• [Work to be completed]
Could you retype all of the entries below word for word?
═════ Supplied data ═════
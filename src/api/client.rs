use crate::config::ApiConfig;
use crate::error::{KioskError, Result};
use crate::logging::{StructuredLogger, get_logger};
use async_trait::async_trait;
use std::time::Duration;

/// Read-only backend resources
#[derive(Debug, Clone, Copy, PartialEq, Eq, Hash)]
pub enum Endpoint {
    Current,
    Forecast,
    Daily,
    Theme,
}

impl Endpoint {
    pub fn path(&self) -> &'static str {
        match self {
            Endpoint::Current => "/api/current",
            Endpoint::Forecast => "/api/forecast",
            Endpoint::Daily => "/api/daily",
            Endpoint::Theme => "/api/theme",
        }
    }

    /// Section name used in logs and shape errors
    pub fn section(&self) -> &'static str {
        match self {
            Endpoint::Current => "current",
            Endpoint::Forecast => "hourly",
            Endpoint::Daily => "daily",
            Endpoint::Theme => "theme",
        }
    }
}

/// Source of raw JSON bodies.
///
/// Implementations only report transport-level failures (timeouts,
/// non-success statuses, unreachable hosts, non-JSON bodies). Judging
/// whether the JSON has the expected shape is left to
/// [`crate::api::sections`].
#[async_trait]
pub trait WeatherApi: Send + Sync {
    async fn fetch(&self, endpoint: Endpoint) -> Result<serde_json::Value>;
}

/// reqwest-backed client for the kiosk backend
pub struct HttpWeatherApi {
    client: reqwest::Client,
    base_url: String,
    timeout: Duration,
    logger: StructuredLogger,
}

impl HttpWeatherApi {
    pub fn new(config: &ApiConfig) -> Result<Self> {
        let timeout = Duration::from_millis(config.request_timeout_ms);
        let client = reqwest::Client::builder()
            .timeout(timeout)
            .user_agent(concat!("weather-kiosk/", env!("CARGO_PKG_VERSION")))
            .build()?;
        Ok(Self {
            client,
            base_url: config.base_url.trim().trim_end_matches('/').to_string(),
            timeout,
            logger: get_logger("api"),
        })
    }

    pub fn url_for(&self, endpoint: Endpoint) -> String {
        format!("{}{}", self.base_url, endpoint.path())
    }

    fn classify(&self, endpoint: Endpoint, err: reqwest::Error) -> KioskError {
        if err.is_timeout() {
            KioskError::timeout(format!(
                "{} timed out after {}ms",
                endpoint.path(),
                self.timeout.as_millis()
            ))
        } else {
            KioskError::from(err)
        }
    }
}

#[async_trait]
impl WeatherApi for HttpWeatherApi {
    async fn fetch(&self, endpoint: Endpoint) -> Result<serde_json::Value> {
        use reqwest::header::{ACCEPT, CACHE_CONTROL};

        let url = self.url_for(endpoint);
        self.logger.debug(&format!("GET {}", url));

        let resp = self
            .client
            .get(&url)
            .header(CACHE_CONTROL, "no-cache")
            .header(ACCEPT, "application/json")
            .send()
            .await
            .map_err(|e| self.classify(endpoint, e))?;

        let status = resp.status();
        if !status.is_success() {
            return Err(KioskError::http(
                status.as_u16(),
                format!(
                    "{} returned {}",
                    endpoint.path(),
                    status.canonical_reason().unwrap_or("error")
                ),
            ));
        }

        let bytes = resp
            .bytes()
            .await
            .map_err(|e| self.classify(endpoint, e))?;
        serde_json::from_slice(&bytes).map_err(|e| {
            KioskError::serialization(format!("{} body is not JSON: {}", endpoint.path(), e))
        })
    }
}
═════
• [Task result]
filename src/api/client.rs
use crate::config::ApiConfig;
use crate::error::{KioskError, Result};
use crate::logging::{StructuredLogger, get_logger};
use async_trait::async_trait;
use std::time::Duration;

/// Read-only backend resources
#[derive(Debug, Clone, Copy, PartialEq, Eq, Hash)]
pub enum Endpoint {
    Current,
    Forecast,
    Daily,
    Theme,
}

impl Endpoint {
    pub fn path(&self) -> &'static str {
        match self {
            Endpoint::Current => "/api/current",
            Endpoint::Forecast => "/api/forecast",
            Endpoint::Daily => "/api/daily",
            Endpoint::Theme => "/api/theme",
        }
    }

    /// Section name used in logs and shape errors
    pub fn section(&self) -> &'static str {
        match self {
            Endpoint::Current => "current",
            Endpoint::Forecast => "hourly",
            Endpoint::Daily => "daily",
            Endpoint::Theme => "theme",
        }
    }
}

/// Source of raw JSON bodies.
///
/// Implementations only report transport-level failures (timeouts,
/// non-success statuses, unreachable hosts, non-JSON bodies). Judging
/// whether the JSON has the expected shape is left to
/// [`crate::api::sections`].
#[async_trait]
pub trait WeatherApi: Send + Sync {
    async fn fetch(&self, endpoint: Endpoint) -> Result<serde_json::Value>;
}

/// reqwest-backed client for the kiosk backend
pub struct HttpWeatherApi {
    client: reqwest::Client,
    base_url: String,
    timeout: Duration,
    logger: StructuredLogger,
}

impl HttpWeatherApi {
    pub fn new(config: &ApiConfig) -> Result<Self> {
        let timeout = Duration::from_millis(config.request_timeout_ms);
        let client = reqwest::Client::builder()
            .timeout(timeout)
            .user_agent(concat!("weather-kiosk/", env!("CARGO_PKG_VERSION")))
            .build()?;
        Ok(Self {
            client,
            base_url: config.base_url.trim().trim_end_matches('/').to_string(),
            timeout,
            logger: get_logger("api"),
        })
    }

    pub fn url_for(&self, endpoint: Endpoint) -> String {
        format!("{}{}", self.base_url, endpoint.path())
    }

    fn classify(&self, endpoint: Endpoint, err: reqwest::Error) -> KioskError {
        if err.is_timeout() {
            KioskError::timeout(format!(
                "{} timed out after {}ms",
                endpoint.path(),
                self.timeout.as_millis()
            ))
        } else {
            KioskError::from(err)
        }
    }
}

#[async_trait]
impl WeatherApi for HttpWeatherApi {
    async fn fetch(&self, endpoint: Endpoint) -> Result<serde_json::Value> {
        use reqwest::header::{ACCEPT, CACHE_CONTROL};

        let url = self.url_for(endpoint);
        self.logger.debug(&format!("GET {}", url));

        let resp = self
            .client
            .get(&url)
            .header(CACHE_CONTROL, "no-cache")
            .header(ACCEPT, "application/json")
            .send()
            .await
            .map_err(|e| self.classify(endpoint, e))?;

        let status = resp.status();
        if !status.is_success() {
            return Err(KioskError::http(
                status.as_u16(),
                format!(
                    "{} returned {}",
                    endpoint.path(),
                    status.canonical_reason().unwrap_or("error")
                ),
            ));
        }

        let bytes = resp
            .bytes()
            .await
            .map_err(|e| self.classify(endpoint, e))?;
        serde_json::from_slice(&bytes).map_err(|e| {
            KioskError::serialization(format!("{} body is not JSON: {}", endpoint.path(), e))
        })
    }
}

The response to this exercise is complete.